Sobre o nocturlábio, as marcações indicam onde fica a meia-noite. Por exemplo, em meados de Abril fica sobre a cabeça, como se dizia na época. Havia todo um sistema de mnemónicas baseado em partes do corpo humano; daí as palavras “pé”, “hombro”, “cabeça”.
Figura 22: Nocturlábio com figura humana. Regras associadas:
Janeiro meado, será meia-noite no braço esquerdo;
e no fim do dito mês, será meia-noite uma hora acima do braço;
Fevereiro meado, será meia-noite duas horas acima do braço;
no fim do mês será meia-noite na linha do ombro esquerdo.
Seguidamente, depois da observação da Polar pelo furo central, observa-se a posição da Estrela Kochab no instante em causa. Esta outra estrela da Ursa Menor torna-se numa espécie de “ponteiro”. Para saber as horas, basta determinar o tempo passado desde a meia‑noite. Na Figura 23, exemplificamos a consulta deste relógio celestial em Lisboa, no dia 8 de Julho de 1497, 3:30 hora solar, véspera da largada da armada de Gama.
Figura 23: Vendo as horas com um nocturlábio.
No nocturlábio da Figura 21 há um pormenor muito interessante: estão desenhadas duas linhas que representam os horizontes em Cochim e no Rio Gambia. Por serem locais com latitudes baixas, já não é possível observar a Kochab em todas as posições (repare-se que no hemisfério sul a própria Estrela Polar desaparece). Sendo assim, o nocturlábio tem a “desobediência à maldição de Juno” marcada no mostrador. A essas latitudes a Kochab já pode banhar-se nas águas de Neptuno.
5.2. Navegação astronómica: encontrando o Sul
Mais tarde na viagem, deixando de poder contar com a Estrela Polar, os nossos navegadores tiveram que encontrar novas formas de orientação nos céus do hemisfério sul. A grande companheira de viagem no hemisfério sul passaria a ser a constelação do Cruzeiro do Sul.

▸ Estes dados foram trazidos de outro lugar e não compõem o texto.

//! Core error types for the PropVest marketplace.
//!
//! This module defines database-agnostic error types. Storage-specific errors
//! (from Diesel, SQLite, etc.) are converted to these types by the storage layer.

use thiserror::Error;

/// Type alias for Result using our Error type.
pub type Result<T> = std::result::Result<T, Error>;

/// Root error type for the marketplace.
///
/// Database-specific errors are wrapped in string form to keep this type
/// database-agnostic.
#[derive(Error, Debug)]
pub enum Error {
    #[error("Database operation failed: {0}")]
    Database(#[from] DatabaseError),

    #[error("Input validation failed: {0}")]
    Validation(#[from] ValidationError),

    #[error("Constraint violation: {0}")]
    ConstraintViolation(String),

    #[error("{0} not found")]
    NotFound(String),

    #[error("Permission denied: {0}")]
    PermissionDenied(String),

    #[error("Projection failed: {0}")]
    Calculation(#[from] CalculatorError),

    #[error("Unexpected error: {0}")]
    Unexpected(String),
}

/// Database-agnostic error type for storage operations.
///
/// This enum uses `String` for all error details, allowing the storage layer
/// to convert storage-specific errors (Diesel, SQLite, etc.) into this format.
#[derive(Error, Debug)]
pub enum DatabaseError {
    /// Failed to establish a database connection.
    #[error("Failed to connect to database: {0}")]
    ConnectionFailed(String),

    /// Failed to create or configure the connection pool.
    #[error("Failed to create database pool: {0}")]
    PoolCreationFailed(String),

    /// A database query failed to execute.
    #[error("Database query failed: {0}")]
    QueryFailed(String),

    /// The requested record was not found.
    #[error("Record not found: {0}")]
    NotFound(String),

    /// A unique constraint was violated (e.g., duplicate key).
    #[error("Unique constraint violation: {0}")]
    UniqueViolation(String),

    /// A foreign key constraint was violated.
    #[error("Foreign key violation: {0}")]
    ForeignKeyViolation(String),

    /// Database migration failed.
    #[error("Database migration failed: {0}")]
    MigrationFailed(String),
}

/// Errors raised by the return projector.
#[derive(Error, Debug, PartialEq)]
pub enum CalculatorError {
    #[error("Invalid projection input: {0}")]
    InvalidInput(String),

    #[error("Arithmetic overflow while computing {0}")]
    Overflow(&'static str),
}

/// Validation errors for user input and data parsing.
#[derive(Error, Debug)]
pub enum ValidationError {
    #[error("Invalid input: {0}")]
    InvalidInput(String),

    #[error("Failed to parse decimal number: {0}")]
    DecimalParse(#[from] rust_decimal::Error),
}

impl Error {
    /// Shorthand for an `InvalidInput` validation error.
    pub fn invalid_input(message: impl Into<String>) -> Self {
        Error::Validation(ValidationError::InvalidInput(message.into()))
    }

    /// True when the error means the requested record does not exist,
    /// whichever layer produced it.
    pub fn is_not_found(&self) -> bool {
        matches!(
            self,
            Error::NotFound(_) | Error::Database(DatabaseError::NotFound(_))
        )
    }
}

impl From<rust_decimal::Error> for Error {
    fn from(err: rust_decimal::Error) -> Self {
        Error::Validation(ValidationError::DecimalParse(err))
    }
}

Figura 24: "Cruzeiro do Sul", azulejos de Jorge Colaço, Pavilhão Carlos Lopes, Lisboa.
Quatro estrelas da constelação, Alfa, Beta, Gama e Delta, estão dispostas em forma de cruz. A simplicidade da utilização do Cruzeiro na navegação reside no facto de as estrelas Alfa e Gama terem aproximadamente a mesma ascensão recta, formando uma linha que aponta para o Sul. Isso significa que, quando Alfa passa pelo meridiano do lugar, o mesmo acontece a Gama, e a haste da cruz fica vertical.

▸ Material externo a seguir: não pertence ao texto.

use async_trait::async_trait;
use log::{debug, info};
use rust_decimal::Decimal;
use std::sync::Arc;

use super::investments_model::{
    BuySharesRequest, CalculatorInput, Investment, InvestmentCalculation, NewInvestment,
};
use super::investments_traits::{InvestmentRepositoryTrait, InvestmentServiceTrait};
use crate::errors::{Error, Result};
use crate::projection::InvestmentQuote;
use crate::properties::{EquityTerms, Property, PropertyRepositoryTrait, PropertyStatus};
use crate::users::{KycStatus, UserRepositoryTrait};

/// Calculator and purchase flow for fractional equity listings.
///
/// Business bounds (minimum investment, available shares) are enforced here,
/// before the projector runs.
pub struct InvestmentService {
    repository: Arc<dyn InvestmentRepositoryTrait>,
    property_repository: Arc<dyn PropertyRepositoryTrait>,
    user_repository: Arc<dyn UserRepositoryTrait>,
}

impl InvestmentService {
    pub fn new(
        repository: Arc<dyn InvestmentRepositoryTrait>,
        property_repository: Arc<dyn PropertyRepositoryTrait>,
        user_repository: Arc<dyn UserRepositoryTrait>,
    ) -> Self {
        Self {
            repository,
            property_repository,
            user_repository,
        }
    }

    fn load_property(&self, property_id: &str) -> Result<Property> {
        self.property_repository.get_by_id(property_id).map_err(|e| {
            if e.is_not_found() {
                Error::NotFound(format!("Property {}", property_id))
            } else {
                e
            }
        })
    }
}

/// Rejects quotes outside the listing's bounds.
fn check_bounds(quote: &InvestmentQuote, terms: &EquityTerms) -> Result<()> {
    if quote.principal < terms.min_investment {
        return Err(Error::invalid_input(format!(
            "Minimum investment is {}",
            terms.min_investment
        )));
    }
    if quote.share_count == 0 {
        return Err(Error::invalid_input(format!(
            "Amount {} does not cover one share at {}",
            quote.principal, terms.price_per_share
        )));
    }
    if quote.share_count > terms.available_shares {
        return Err(Error::invalid_input(format!(
            "Only {} shares are available",
            terms.available_shares
        )));
    }
    Ok(())
}

#[async_trait]
impl InvestmentServiceTrait for InvestmentService {
    fn calculate(
        &self,
        property_id: &str,
        input: CalculatorInput,
    ) -> Result<InvestmentCalculation> {
        let property = self.load_property(property_id)?;
        let terms = property.require_equity()?;

        let quote = match input {
            CalculatorInput::Amount(amount) => {
                if amount <= Decimal::ZERO {
                    return Err(Error::invalid_input("Investment amount must be positive"));
                }
                InvestmentQuote::from_amount(amount, terms)?
            }
            CalculatorInput::Shares(shares) => InvestmentQuote::from_shares(shares, terms)?,
        };
        check_bounds(&quote, terms)?;

        let projection = quote.project()?;
        debug!(
            "Projected {} shares of {} for principal {}",
            quote.share_count, property_id, quote.principal
        );
        Ok(InvestmentCalculation {
            property_id: property.id.clone(),
            invested_amount: quote.invested_amount(),
            quote,
            projection,
        })
    }

    async fn buy_shares(&self, user_id: &str, request: BuySharesRequest) -> Result<Investment> {
        let user = self.user_repository.get_by_id(user_id)?;
        if user.kyc_status != KycStatus::Approved {
            return Err(Error::PermissionDenied(
                "KYC verification must be approved before investing".to_string(),
            ));
        }
        if request.shares == 0 {
            return Err(Error::invalid_input("At least one share must be purchased"));
        }

        let property = self.load_property(&request.property_id)?;
        if property.status != PropertyStatus::Available {
            return Err(Error::ConstraintViolation(format!(
                "Property {} is {}",
                property.id,
                property.status.as_str()
            )));
        }
        let terms = property.require_equity()?;
        let quote = InvestmentQuote::from_shares(request.shares, terms)?;
        if quote.share_count > terms.available_shares {
            return Err(Error::ConstraintViolation(format!(
                "Only {} shares are available",
                terms.available_shares
            )));
        }
        check_bounds(&quote, terms)?;

        let investment = self
            .repository
            .purchase(NewInvestment {
                user_id: user.id.clone(),
                property_id: property.id.clone(),
                shares: quote.share_count,
                price_per_share: quote.price_per_share,
                amount: quote.invested_amount(),
            })
            .await?;
        info!(
            "User {} bought {} shares of {} for {}",
            user.id, investment.shares, investment.property_id, investment.amount
        );
        Ok(investment)
    }

    fn list_investments(&self, user_id: &str) -> Result<Vec<Investment>> {
        self.repository.list_for_user(user_id)
    }

    fn get_investment(&self, user_id: &str, investment_id: &str) -> Result<Investment> {
        let not_found = || Error::NotFound(format!("Investment {}", investment_id));
        let investment = self.repository.get_by_id(investment_id).map_err(|e| {
            if e.is_not_found() {
                not_found()
            } else {
                e
            }
        })?;
        // Other users' investments are reported as missing.
        if investment.user_id != user_id {
            return Err(not_found());
        }
        Ok(investment)
    }
}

Quando a haste fica vertical, fica também perpendicular à linha do horizonte, apontando para o Polo Sul, ponto que fica na continuação da linha Gama-Alfa. Quanto à determinação do Polo Sul celeste e latitude do lugar, começa-se por traçar a linha determinada por Alfa e Gama do Cruzeiro do Sul. Depois, há duas maneiras alternativas de proceder: (a) o ponto pretendido fica abaixo da constelação, sensivelmente 4½ vezes a distância entre essas estrelas; (b) o ponto pretendido resulta da intersecção dessa linha com a mediatriz entre Alfa e Beta da constelação Centauro (Figura 25). Navegando mais para Sul, encontram-se regiões onde a Cruz pode ser vista integralmente abaixo do Pólo. Nesse caso, a determinação da latitude é feita do mesmo modo, mas o ponto procurado fica acima da constelação. Os dois modos de proceder para o localizar são análogos.

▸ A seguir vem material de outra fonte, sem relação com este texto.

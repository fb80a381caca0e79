//! Database models for builders and agents.

use chrono::NaiveDateTime;
use diesel::prelude::*;
use propvest_core::directory::{Agent, Builder, NewAgent, NewBuilder};
use serde::{Deserialize, Serialize};

use crate::utils::parse_optional_decimal;

#[derive(
    Queryable, Identifiable, Insertable, Selectable, PartialEq, Serialize, Deserialize, Debug, Clone,
)]
#[diesel(table_name = crate::schema::builders)]
#[diesel(check_for_backend(diesel::sqlite::Sqlite))]
#[serde(rename_all = "camelCase")]
pub struct BuilderDB {
    pub id: String,
    pub name: String,
    pub description: Option<String>,
    pub established_year: Option<i32>,
    pub city: Option<String>,
    pub website: Option<String>,
    pub logo_url: Option<String>,
    pub created_at: NaiveDateTime,
}

impl BuilderDB {
    pub fn from_new(id: String, new_builder: NewBuilder, now: NaiveDateTime) -> Self {
        Self {
            id,
            name: new_builder.name,
            description: new_builder.description,
            established_year: new_builder.established_year,
            city: new_builder.city,
            website: new_builder.website,
            logo_url: new_builder.logo_url,
            created_at: now,
        }
    }
}

impl From<BuilderDB> for Builder {
    fn from(db: BuilderDB) -> Self {
        Builder {
            id: db.id,
            name: db.name,
            description: db.description,
            established_year: db.established_year,
            city: db.city,
            website: db.website,
            logo_url: db.logo_url,
            created_at: db.created_at,
        }
    }
}

#[derive(
    Queryable, Identifiable, Insertable, Selectable, PartialEq, Serialize, Deserialize, Debug, Clone,
)]
#[diesel(table_name = crate::schema::agents)]
#[diesel(check_for_backend(diesel::sqlite::Sqlite))]
#[serde(rename_all = "camelCase")]
pub struct AgentDB {
    pub id: String,
    pub name: String,
    pub email: String,
    pub phone: Option<String>,
    pub agency: Option<String>,
    pub city: Option<String>,
    pub rating: Option<String>,
    pub created_at: NaiveDateTime,
}

impl AgentDB {
    pub fn from_new(id: String, new_agent: NewAgent, now: NaiveDateTime) -> Self {
        Self {
            id,
            name: new_agent.name,
            email: new_agent.email,
            phone: new_agent.phone,
            agency: new_agent.agency,
            city: new_agent.city,
            rating: new_agent.rating.map(|r| r.to_string()),
            created_at: now,
        }
    }
}

impl From<AgentDB> for Agent {
    fn from(db: AgentDB) -> Self {
        Agent {
            rating: parse_optional_decimal(db.rating.as_deref(), "rating"),
            id: db.id,
            name: db.name,
            email: db.email,
            phone: db.phone,
            agency: db.agency,
            city: db.city,
            created_at: db.created_at,
        }
    }
}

Figura 25: Latitude do lugar no hemisfério sul (céus de 1497).
O Cruzeiro do Sul é mencionado n'Os Lusíadas. Essa estância, importante do ponto de vista histórico e científico, é a seguinte.
«Já descoberto tínhamos diante,
Lá no novo Hemisfério, nova estrela,
Não vista de outra gente, que ignorante
Alguns tempos esteve incerta dela.
Vimos a parte menos rutilante,
E, por falta de estrelas, menos bela,
Do Pólo fixo, onde ainda se não sabe
Que outra terra comece, ou mar acabe.»
(Os Lusíadas, V, 14)
Nesta estância, "nova estrela" significa "nova constelação", o Cruzeiro do Sul. Camões menciona-a, frisando o facto de o Polo Sul não ter nenhuma estrela: "menos rutilante, E, por falta de estrelas, menos bela". Como já se disse, não há falta de estrelas no Polo Norte celeste por estar lá a Estrela Polar. Sendo assim, dada a grande utilidade que o Cruzeiro do Sul tem para a determinação da posição do Polo Sul despido de estrelas, esta associação entre a constelação e o polo é totalmente propositada.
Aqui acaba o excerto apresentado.